Slavery in Russia

While slavery has not been widespread on the territory of what is now Russia since the introduction of Christianity in the tenth century, serfdom in Russia, which was in many ways similar to landless peasantry in Feudal Europe, only ended in February 19th, 1861 when Russian Emperor Alexander II issued The Emancipation of the serfs in 1861. Emancipation of state-owned serfs occurred in 1866.[1]

The Russian term krepostnoi krestyanin (крепостной крестьянин) is usually translated as "serf": an unfree person (to varying degrees according to existing laws) who unlike a slave cannot be owned individually as property, but can't freely live on or move to any other land than the one they are "attached" to without acquiescence of the land owner, whose land they inhabits mostly as share cropping farmers and labourers. This land can then be bought and sold similarly to peasants on land belonging to European nobility like Lords, Earls, Dukes etc.

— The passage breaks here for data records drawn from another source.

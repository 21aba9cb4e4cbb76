#![allow(dead_code)]

use chrono::{Datelike, Days, NaiveDate, Weekday};
use dualmom::domain::error::DualmomError;
use dualmom::domain::order::{OrderAck, OrderRequest, OrderSide, SizeSpec};
use dualmom::domain::position::Position;
pub use dualmom::domain::price::DailyClose;
use dualmom::ports::broker_port::BrokerPort;
use dualmom::ports::price_port::PricePort;
use std::cell::{Cell, RefCell};
use std::collections::HashMap;

pub fn date(s: &str) -> NaiveDate {
    NaiveDate::parse_from_str(s, "%Y-%m-%d").unwrap()
}

pub struct MockPricePort {
    pub data: HashMap<String, Vec<DailyClose>>,
    pub errors: HashMap<String, String>,
}

impl MockPricePort {
    pub fn new() -> Self {
        Self {
            data: HashMap::new(),
            errors: HashMap::new(),
        }
    }

    pub fn with_closes(mut self, symbol: &str, closes: Vec<DailyClose>) -> Self {
        self.data.insert(symbol.to_string(), closes);
        self
    }

    pub fn with_error(mut self, symbol: &str, reason: &str) -> Self {
        self.errors.insert(symbol.to_string(), reason.to_string());
        self
    }
}

impl PricePort for MockPricePort {
    fn get_daily_closes(
        &self,
        symbol: &str,
        start_date: NaiveDate,
        end_date: NaiveDate,
    ) -> Result<Vec<DailyClose>, DualmomError> {
        if let Some(reason) = self.errors.get(symbol) {
            return Err(DualmomError::PriceSource {
                reason: reason.clone(),
            });
        }
        let closes: Vec<DailyClose> = self
            .data
            .get(symbol)
            .map(|c| {
                c.iter()
                    .filter(|c| c.date >= start_date && c.date <= end_date)
                    .copied()
                    .collect()
            })
            .unwrap_or_default();
        if closes.is_empty() {
            return Err(DualmomError::DataUnavailable {
                symbol: symbol.to_string(),
                start: start_date.to_string(),
                end: end_date.to_string(),
            });
        }
        Ok(closes)
    }
}

/// In-memory brokerage account. With `fill` set, orders change the
/// positions the way an immediate fill would: a sell closes the symbol and
/// a buy opens it at a fixed price of 100.
pub struct MockBroker {
    pub equity: f64,
    pub positions: RefCell<Vec<Position>>,
    pub submitted: RefCell<Vec<OrderRequest>>,
    pub fill: bool,
    pub fail_submit: bool,
    next_id: Cell<u32>,
}

impl MockBroker {
    pub fn new(equity: f64) -> Self {
        Self {
            equity,
            positions: RefCell::new(Vec::new()),
            submitted: RefCell::new(Vec::new()),
            fill: false,
            fail_submit: false,
            next_id: Cell::new(1),
        }
    }

    pub fn holding(self, symbol: &str, quantity: f64) -> Self {
        self.positions
            .borrow_mut()
            .push(Position::new(symbol, quantity));
        self
    }

    pub fn filling(mut self) -> Self {
        self.fill = true;
        self
    }

    pub fn failing(mut self) -> Self {
        self.fail_submit = true;
        self
    }

    pub fn submitted(&self) -> Vec<OrderRequest> {
        self.submitted.borrow().clone()
    }
}

impl BrokerPort for MockBroker {
    fn get_positions(&self) -> Result<Vec<Position>, DualmomError> {
        Ok(self.positions.borrow().clone())
    }

    fn get_account_equity(&self) -> Result<f64, DualmomError> {
        Ok(self.equity)
    }

    fn submit_market_order(&self, order: &OrderRequest) -> Result<OrderAck, DualmomError> {
        if self.fail_submit {
            return Err(DualmomError::Broker {
                reason: "order rejected".into(),
            });
        }
        self.submitted.borrow_mut().push(order.clone());
        if self.fill {
            let mut positions = self.positions.borrow_mut();
            match (order.side, order.size) {
                (OrderSide::Sell, _) => positions.retain(|p| p.symbol != order.symbol),
                (OrderSide::Buy, SizeSpec::Notional(n)) => {
                    positions.push(Position::new(order.symbol.as_str(), n / 100.0))
                }
                (OrderSide::Buy, SizeSpec::Quantity(q)) => {
                    positions.push(Position::new(order.symbol.as_str(), q))
                }
            }
        }
        let id = self.next_id.get();
        self.next_id.set(id + 1);
        Ok(OrderAck {
            id: format!("order-{id}"),
            status: "accepted".into(),
        })
    }
}

/// Every Monday-to-Friday date in `[start, end]`.
pub fn weekdays(start: NaiveDate, end: NaiveDate) -> Vec<NaiveDate> {
    let mut dates = Vec::new();
    let mut d = start;
    while d <= end {
        if !matches!(d.weekday(), Weekday::Sat | Weekday::Sun) {
            dates.push(d);
        }
        d = d.checked_add_days(Days::new(1)).unwrap();
    }
    dates
}

/// Closes where the i-th date gets `price(i)`.
pub fn closes_from(dates: &[NaiveDate], price: impl Fn(usize) -> f64) -> Vec<DailyClose> {
    dates
        .iter()
        .enumerate()
        .map(|(i, &d)| DailyClose::new(d, price(i)))
        .collect()
}

/// Geometric daily path starting at `base`.
pub fn trending(dates: &[NaiveDate], base: f64, daily_growth: f64) -> Vec<DailyClose> {
    closes_from(dates, |i| base * (1.0 + daily_growth).powi(i as i32))
}

/// A mock price store where `a` compounds at `growth_a` per weekday and `b`
/// at `growth_b`.
pub fn two_asset_port(
    a: &str,
    b: &str,
    start: &str,
    end: &str,
    growth_a: f64,
    growth_b: f64,
) -> MockPricePort {
    let dates = weekdays(date(start), date(end));
    MockPricePort::new()
        .with_closes(a, trending(&dates, 100.0, growth_a))
        .with_closes(b, trending(&dates, 100.0, growth_b))
}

The 2023 Global Slavery Index estimates that there are 1,899,000 people - approximately 1.26% of the population, currently living in illegal slavery-like conditions in Russia according to Russian law. This includes forced labour, forced prostitution, debt bondage, forced servile marriage, exploitation of children, and forced prison labour most belonging to marginalised groups like undocumented immigrants from the Caucasus and former Soviet states.[2]

  1. ^ Mee, Arthur; Hammerton, J.A.; Innes, Arthur D.; Harmsworth History of the World: Volume 7, 1907, Carmelite House, London; p. 5193.
  2. ^ Walk Free Foundation. "The Global Slavery Index 2023" (PDF).